((

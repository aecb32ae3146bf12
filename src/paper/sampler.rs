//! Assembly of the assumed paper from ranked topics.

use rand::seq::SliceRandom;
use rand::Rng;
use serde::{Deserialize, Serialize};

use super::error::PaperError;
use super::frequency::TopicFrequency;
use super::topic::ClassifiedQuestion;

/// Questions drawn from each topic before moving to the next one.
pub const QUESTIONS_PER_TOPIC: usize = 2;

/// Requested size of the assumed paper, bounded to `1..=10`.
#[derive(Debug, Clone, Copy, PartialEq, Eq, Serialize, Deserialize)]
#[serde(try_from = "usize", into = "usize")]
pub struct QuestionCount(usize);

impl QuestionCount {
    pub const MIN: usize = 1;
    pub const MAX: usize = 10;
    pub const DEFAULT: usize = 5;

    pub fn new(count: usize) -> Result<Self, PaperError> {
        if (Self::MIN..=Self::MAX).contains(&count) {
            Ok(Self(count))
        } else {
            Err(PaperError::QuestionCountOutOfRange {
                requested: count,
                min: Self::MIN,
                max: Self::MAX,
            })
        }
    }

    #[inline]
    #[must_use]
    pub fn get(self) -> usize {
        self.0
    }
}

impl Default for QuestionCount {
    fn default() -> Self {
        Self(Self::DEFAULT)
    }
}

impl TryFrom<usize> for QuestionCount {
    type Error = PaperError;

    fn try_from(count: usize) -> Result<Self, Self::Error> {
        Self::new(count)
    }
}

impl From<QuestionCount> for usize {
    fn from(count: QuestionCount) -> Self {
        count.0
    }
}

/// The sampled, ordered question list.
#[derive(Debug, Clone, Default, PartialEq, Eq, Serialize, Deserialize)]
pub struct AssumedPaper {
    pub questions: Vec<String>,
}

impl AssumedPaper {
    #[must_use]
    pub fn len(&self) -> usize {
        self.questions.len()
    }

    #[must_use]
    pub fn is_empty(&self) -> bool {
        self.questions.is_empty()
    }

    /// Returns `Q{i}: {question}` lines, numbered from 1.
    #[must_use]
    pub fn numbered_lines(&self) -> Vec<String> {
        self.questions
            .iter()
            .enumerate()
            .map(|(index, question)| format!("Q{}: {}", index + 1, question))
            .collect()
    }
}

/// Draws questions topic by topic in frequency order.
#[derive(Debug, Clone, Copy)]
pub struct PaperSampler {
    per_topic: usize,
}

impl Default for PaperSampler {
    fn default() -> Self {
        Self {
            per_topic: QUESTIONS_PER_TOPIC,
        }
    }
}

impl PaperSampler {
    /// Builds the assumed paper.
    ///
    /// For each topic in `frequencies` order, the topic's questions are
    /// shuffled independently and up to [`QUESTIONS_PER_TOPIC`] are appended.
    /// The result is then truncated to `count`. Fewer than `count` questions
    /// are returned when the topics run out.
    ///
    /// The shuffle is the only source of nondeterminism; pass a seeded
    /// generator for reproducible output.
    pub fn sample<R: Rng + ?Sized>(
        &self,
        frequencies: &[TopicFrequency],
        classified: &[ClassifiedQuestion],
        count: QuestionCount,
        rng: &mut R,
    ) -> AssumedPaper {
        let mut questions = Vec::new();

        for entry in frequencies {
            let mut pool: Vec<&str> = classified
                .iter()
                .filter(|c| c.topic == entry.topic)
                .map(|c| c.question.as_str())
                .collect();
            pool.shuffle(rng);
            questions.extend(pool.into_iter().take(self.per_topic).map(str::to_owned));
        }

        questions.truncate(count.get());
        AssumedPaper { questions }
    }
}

))
((

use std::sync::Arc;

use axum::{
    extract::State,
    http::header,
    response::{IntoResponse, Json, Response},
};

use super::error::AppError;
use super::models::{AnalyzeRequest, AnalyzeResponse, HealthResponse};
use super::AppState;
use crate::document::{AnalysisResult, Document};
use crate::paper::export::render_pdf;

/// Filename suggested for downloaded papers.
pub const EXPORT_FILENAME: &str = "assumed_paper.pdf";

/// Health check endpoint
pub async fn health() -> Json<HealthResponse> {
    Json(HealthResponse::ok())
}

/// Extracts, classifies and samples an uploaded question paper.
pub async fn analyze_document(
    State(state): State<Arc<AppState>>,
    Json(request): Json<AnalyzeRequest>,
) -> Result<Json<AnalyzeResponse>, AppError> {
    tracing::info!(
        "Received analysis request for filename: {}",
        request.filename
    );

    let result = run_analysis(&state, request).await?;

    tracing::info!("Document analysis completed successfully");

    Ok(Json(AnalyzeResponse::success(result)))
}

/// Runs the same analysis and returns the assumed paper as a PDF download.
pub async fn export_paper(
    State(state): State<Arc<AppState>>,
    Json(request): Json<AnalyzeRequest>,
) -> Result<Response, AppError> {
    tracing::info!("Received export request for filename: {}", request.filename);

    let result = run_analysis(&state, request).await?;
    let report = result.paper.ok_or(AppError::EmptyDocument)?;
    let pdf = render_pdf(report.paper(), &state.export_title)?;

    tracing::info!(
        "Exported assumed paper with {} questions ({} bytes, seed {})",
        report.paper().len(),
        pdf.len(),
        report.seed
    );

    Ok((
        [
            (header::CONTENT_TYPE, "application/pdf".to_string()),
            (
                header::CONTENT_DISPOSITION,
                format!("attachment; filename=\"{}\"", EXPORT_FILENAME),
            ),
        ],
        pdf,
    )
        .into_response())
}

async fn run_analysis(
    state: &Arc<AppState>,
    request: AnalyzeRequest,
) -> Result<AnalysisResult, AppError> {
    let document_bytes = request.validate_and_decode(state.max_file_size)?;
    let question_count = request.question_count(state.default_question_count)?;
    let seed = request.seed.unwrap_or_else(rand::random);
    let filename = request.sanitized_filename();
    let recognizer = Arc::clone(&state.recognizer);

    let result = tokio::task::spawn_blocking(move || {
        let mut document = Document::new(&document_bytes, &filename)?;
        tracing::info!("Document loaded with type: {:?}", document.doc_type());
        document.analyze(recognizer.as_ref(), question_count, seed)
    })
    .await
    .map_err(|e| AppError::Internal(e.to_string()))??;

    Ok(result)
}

))
((

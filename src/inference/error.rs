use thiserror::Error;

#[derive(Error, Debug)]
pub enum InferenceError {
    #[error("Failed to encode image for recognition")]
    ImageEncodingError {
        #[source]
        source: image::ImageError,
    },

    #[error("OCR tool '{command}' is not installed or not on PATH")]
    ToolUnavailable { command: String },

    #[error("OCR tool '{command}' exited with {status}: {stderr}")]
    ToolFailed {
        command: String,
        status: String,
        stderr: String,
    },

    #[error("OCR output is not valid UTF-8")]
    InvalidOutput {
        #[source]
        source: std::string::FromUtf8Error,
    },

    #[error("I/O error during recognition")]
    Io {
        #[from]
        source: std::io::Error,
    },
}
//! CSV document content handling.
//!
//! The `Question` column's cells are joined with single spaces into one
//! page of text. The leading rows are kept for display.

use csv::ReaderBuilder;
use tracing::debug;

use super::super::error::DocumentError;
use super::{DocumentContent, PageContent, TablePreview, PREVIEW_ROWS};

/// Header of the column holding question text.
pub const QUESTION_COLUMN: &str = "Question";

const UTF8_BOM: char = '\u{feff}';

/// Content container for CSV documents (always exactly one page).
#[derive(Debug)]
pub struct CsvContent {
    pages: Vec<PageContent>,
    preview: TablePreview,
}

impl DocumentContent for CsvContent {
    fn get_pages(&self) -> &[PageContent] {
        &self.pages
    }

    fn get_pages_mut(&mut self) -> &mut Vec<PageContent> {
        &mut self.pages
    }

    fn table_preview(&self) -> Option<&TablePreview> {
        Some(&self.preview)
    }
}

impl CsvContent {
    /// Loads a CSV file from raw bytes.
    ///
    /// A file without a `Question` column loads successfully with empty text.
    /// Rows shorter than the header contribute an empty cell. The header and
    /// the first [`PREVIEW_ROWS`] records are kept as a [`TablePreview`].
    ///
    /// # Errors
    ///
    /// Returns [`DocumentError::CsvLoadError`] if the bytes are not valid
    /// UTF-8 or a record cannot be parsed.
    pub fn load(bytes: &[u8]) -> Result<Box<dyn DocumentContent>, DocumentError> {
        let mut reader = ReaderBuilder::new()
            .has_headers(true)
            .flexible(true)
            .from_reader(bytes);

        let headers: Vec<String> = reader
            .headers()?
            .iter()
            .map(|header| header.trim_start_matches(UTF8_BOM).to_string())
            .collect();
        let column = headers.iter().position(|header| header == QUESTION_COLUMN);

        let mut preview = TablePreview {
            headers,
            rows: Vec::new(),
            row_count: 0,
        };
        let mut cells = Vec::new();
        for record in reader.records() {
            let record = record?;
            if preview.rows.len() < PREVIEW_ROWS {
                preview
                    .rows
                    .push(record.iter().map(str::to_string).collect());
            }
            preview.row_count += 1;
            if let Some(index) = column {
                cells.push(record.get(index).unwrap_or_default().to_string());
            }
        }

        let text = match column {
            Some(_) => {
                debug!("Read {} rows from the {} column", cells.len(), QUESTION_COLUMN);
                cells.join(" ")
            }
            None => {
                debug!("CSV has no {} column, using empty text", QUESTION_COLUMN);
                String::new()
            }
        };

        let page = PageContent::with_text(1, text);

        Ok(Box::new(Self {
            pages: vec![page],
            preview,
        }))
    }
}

))

Return every line of the listing above that contains "rand".

use rand::seq::SliceRandom;
use rand::Rng;
    let seed = request.seed.unwrap_or_else(rand::random);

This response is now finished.